Parafoveal Vision and Dichotic Listening

Similar sorts of findings have been obtained in neurologically intact subjects.

Earlier in these lectures, I discussed the dichotic listening paradigm developed by Cherry to study the cocktail-party phenomenon.  Subjects shadow an auditory passage presented to one ear, and ignore a competing message presented to the other ear.  And subjects can do this quite well, failing to notice much about the unattended passage -- unless, at least sometimes, when it contains highly relevant material such as the subject's own name. 

In parafoveal vision, subjects may be asked to detect the appearance of targets presented in the center of a screen.  At the same time, words can be presented on the periphery of the screen.  Typically, subjects do not notice these peripheral targets.  But they can induce semantic priming effects.  One such experiment was conducted by Bargh and PIetromonaco (1982), and discussed later in the Lecture Supplement on "Automaticity and Free Will".


Inattentional Blindness

In the classic instances of preattentive processing, the subject's attention is deliberately focused elsewhere -- on one channel of a dichotic listening task rather than the other, or to some portion of the visual field rather than somewhere else.  However, there are also other circumstances in which people do not consciously see or hear things, even when their attention is not distracted by a competing task.  Although some of these phenomena appear to reflect the fact that subjects' attention is focused on one aspect of a stimulus rather than another, in every case the subjects appear to be blind to some object or feature, despite the fact that they are staring right at it. 


The Inattention Paradigm

One of these phenomena was discovered by Mack, Rock, and their colleagues, as part of a large study of the limits of preattentive processing (e.g., Rock et al., 1992; Mack & Rock, 1998).  Their experiments employed an inattention paradigm in which subjects were presented with a seemingly straightforward but actually rather difficult task: to determine which of two crossed lines, one horizontal and one vertical, was larger.  Subjects focused on a central fixation point, the cross appeared briefly (200 milliseconds) either at fixation or in the parafoveal region, and then the subjects made their response.  Of course, this was just a cover task.  On the first two or three trials, the subjects were simply presented with lines of different length, and asked to identify which was the longer.  After establishing this attentional set, the subjects were unexpectedly presented with a new stimulus which also appeared briefly, somewhere in the region marked by the contours of the cross.  After reporting their length judgment, the subjects were also are asked whether there was another object presented, and if so where it was.  Because the subjects were not expecting the new stimulus, and were focusing their attention on the crossed lines (in order to make the comparative judgment of length), this trial is called the inattention trial.  It is important to know that this target was presented within one of the quadrants created by the cross -- so that, if subjects were scanning the lines to compare their lengths, as they were instructed to do, they should also have noticed its appearance.  Nevertheless, about 25% of the time, subjects failed to note the presence of the target.  Regardless of their response, they were then given a recognition test in which they were asked to select, from a set of alternatives, the one that most closely resembled the new stimulus. 

At this point, now that subjects had been effectively warned by the inattention trial that some other stimulus might also appear, the task shifted.  In addition to making a judgment about the cross, the subjects were asked report whether another stimulus appeared as well.  After two trials with only the cross, the new object dutifully appeared.  These are called divided attention trials: the subjects had to pay attention to the cross, in order to complete their manifest task, but they were also looking out for any target.  Finally, there were full attention trials in which subjects were instructed to ignore the cross entirely and simply detect the presence of a target.

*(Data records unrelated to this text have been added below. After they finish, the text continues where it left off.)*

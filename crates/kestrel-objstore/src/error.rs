//! Error types for object storage

use thiserror::Error;

/// Errors from object store operations
#[derive(Debug, Error)]
pub enum ObjectStoreError {
    /// Object does not exist
    #[error("object not found: {0}")]
    NotFound(String),

    /// The backing bucket has not been created yet
    #[error("bucket not found: {0}")]
    BucketNotFound(String),

    /// Embedded database failure
    #[error("database error: {0}")]
    Database(String),

    /// Non-success HTTP response from a remote backend
    #[error("{method} {key}: HTTP {status}: {message}")]
    Http {
        method: String,
        key: String,
        status: u16,
        message: String,
    },

    /// Transport failure talking to a remote backend
    #[error("request failed: {0}")]
    Request(String),

    /// Invalid backend configuration
    #[error("invalid configuration: {0}")]
    InvalidConfig(String),

    #[error("lock error: {0}")]
    Lock(String),
}

impl ObjectStoreError {
    /// True if the object itself is absent
    pub fn is_not_found(&self) -> bool {
        matches!(self, ObjectStoreError::NotFound(_))
    }

    /// True if the bucket is absent
    pub fn is_bucket_not_found(&self) -> bool {
        matches!(self, ObjectStoreError::BucketNotFound(_))
    }
}

impl From<reqwest::Error> for ObjectStoreError {
    fn from(err: reqwest::Error) -> Self {
        ObjectStoreError::Request(err.to_string())
    }
}

/// Result type for object store operations
pub type Result<T> = std::result::Result<T, ObjectStoreError>;

#[cfg(test)]
mod tests {
    use super::*;

    #[test]
    fn test_error_display() {
        let err = ObjectStoreError::NotFound("operations/op-1.json".to_string());
        assert_eq!(err.to_string(), "object not found: operations/op-1.json");

        let err = ObjectStoreError::BucketNotFound("kestrel-state".to_string());
        assert_eq!(err.to_string(), "bucket not found: kestrel-state");

        let err = ObjectStoreError::Http {
            method: "PUT".to_string(),
            key: "a.json".to_string(),
            status: 403,
            message: "AccessDenied".to_string(),
        };
        assert_eq!(err.to_string(), "PUT a.json: HTTP 403: AccessDenied");
    }

    #[test]
    fn test_error_kinds() {
        assert!(ObjectStoreError::NotFound("k".into()).is_not_found());
        assert!(!ObjectStoreError::NotFound("k".into()).is_bucket_not_found());
        assert!(ObjectStoreError::BucketNotFound("b".into()).is_bucket_not_found());
        assert!(!ObjectStoreError::Database("boom".into()).is_not_found());
    }
}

Subjects also performed the recognition task after the divided attention and full attention trials, just as they had after the inattention trial.

For technical reasons, the cross was masked after 200 milliseconds, but this did not prevent it from being clearly seen by the subjects.  The judgment task was complicated somewhat by the well-known horizontal-vertical illusion, in which a vertical line appears longer than a horizontal line of the same length.  For symmetry, it might have been interesting if the subjects had been surprised by a request to make a length judgment on a subsequent full attention trial, which would effectively would have been an inattention trial with respect to the cross.  But because the judgment task is only a cover for the real experiment, none of this really matters.     

In performing these experiments, Rock et al. (1992) were initially interested in asking a question about the relation between perception and attention -- to wit, which aspects of perception require attention, and which do not?  Studies of a phenomenon known as pop out had already indicated that such elementary features as color, motion, and simple shape (e.g., distinguishing between Ts and Os -- could be perceived independent of attention (Treisman, 1988), but at the time there was a dispute over whether location was also processed preattentively.  The Rock et al. (1992) studies showed that targets were successfully detected and located about 75% of the time on the inattention trials, a rate that was not significantly different from that observed on the divided attention or full attention trials.  Accordingly, they concluded that location was also processed preattentively -- a reasonable enough conclusion, given the fact that -- as they themselves noted -- you have to know where something is before you can direct your attention to it. 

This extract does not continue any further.